Stored data entries:
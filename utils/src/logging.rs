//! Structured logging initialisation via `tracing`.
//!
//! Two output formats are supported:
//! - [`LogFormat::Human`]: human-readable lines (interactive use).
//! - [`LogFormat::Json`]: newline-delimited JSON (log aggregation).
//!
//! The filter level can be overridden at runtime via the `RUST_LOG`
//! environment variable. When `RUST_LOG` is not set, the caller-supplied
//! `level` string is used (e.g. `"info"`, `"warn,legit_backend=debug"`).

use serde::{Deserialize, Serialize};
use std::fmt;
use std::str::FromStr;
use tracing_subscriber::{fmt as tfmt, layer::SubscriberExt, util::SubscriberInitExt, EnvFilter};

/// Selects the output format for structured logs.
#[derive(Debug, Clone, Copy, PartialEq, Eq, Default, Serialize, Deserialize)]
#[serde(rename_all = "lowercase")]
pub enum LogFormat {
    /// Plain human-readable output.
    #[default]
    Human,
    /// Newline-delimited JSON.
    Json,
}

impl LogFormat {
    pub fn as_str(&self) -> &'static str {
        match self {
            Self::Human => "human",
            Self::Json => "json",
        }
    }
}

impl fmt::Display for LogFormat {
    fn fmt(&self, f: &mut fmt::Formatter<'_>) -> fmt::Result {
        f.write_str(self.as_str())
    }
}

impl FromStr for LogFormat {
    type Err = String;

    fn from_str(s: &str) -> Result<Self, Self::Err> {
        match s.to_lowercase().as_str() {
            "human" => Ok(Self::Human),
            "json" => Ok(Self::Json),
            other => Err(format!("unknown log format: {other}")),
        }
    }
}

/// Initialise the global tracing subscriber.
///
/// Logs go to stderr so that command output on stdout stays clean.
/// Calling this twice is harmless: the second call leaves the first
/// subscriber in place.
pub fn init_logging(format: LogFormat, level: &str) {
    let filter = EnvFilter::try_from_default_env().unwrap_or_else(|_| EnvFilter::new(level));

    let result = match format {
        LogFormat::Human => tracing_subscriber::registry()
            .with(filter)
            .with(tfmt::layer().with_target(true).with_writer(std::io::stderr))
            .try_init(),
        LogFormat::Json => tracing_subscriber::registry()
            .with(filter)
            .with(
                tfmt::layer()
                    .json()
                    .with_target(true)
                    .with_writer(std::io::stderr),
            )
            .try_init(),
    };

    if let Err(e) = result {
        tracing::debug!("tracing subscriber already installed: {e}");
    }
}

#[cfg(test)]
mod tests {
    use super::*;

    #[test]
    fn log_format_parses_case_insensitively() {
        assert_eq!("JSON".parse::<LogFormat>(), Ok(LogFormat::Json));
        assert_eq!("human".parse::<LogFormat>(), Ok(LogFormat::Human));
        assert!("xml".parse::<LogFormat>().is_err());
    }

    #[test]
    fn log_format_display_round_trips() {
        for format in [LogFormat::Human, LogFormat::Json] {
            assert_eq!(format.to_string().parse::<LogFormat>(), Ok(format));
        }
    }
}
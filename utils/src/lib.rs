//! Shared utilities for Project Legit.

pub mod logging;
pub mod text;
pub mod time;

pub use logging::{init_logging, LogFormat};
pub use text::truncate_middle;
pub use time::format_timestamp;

§ Task instructions
Return exactly the lines from the one containing "use super::*;" to the last line of the data, and nothing more.

§ Response area
    use super::*;

    #[test]
    fn log_format_parses_case_insensitively() {
        assert_eq!("JSON".parse::<LogFormat>(), Ok(LogFormat::Json));
        assert_eq!("human".parse::<LogFormat>(), Ok(LogFormat::Human));
        assert!("xml".parse::<LogFormat>().is_err());
    }

    #[test]
    fn log_format_display_round_trips() {
        for format in [LogFormat::Human, LogFormat::Json] {
            assert_eq!(format.to_string().parse::<LogFormat>(), Ok(format));
        }
    }
}
filename utils/src/lib.rs
//! Shared utilities for Project Legit.

pub mod logging;
pub mod text;
pub mod time;

pub use logging::{init_logging, LogFormat};
pub use text::truncate_middle;
pub use time::format_timestamp;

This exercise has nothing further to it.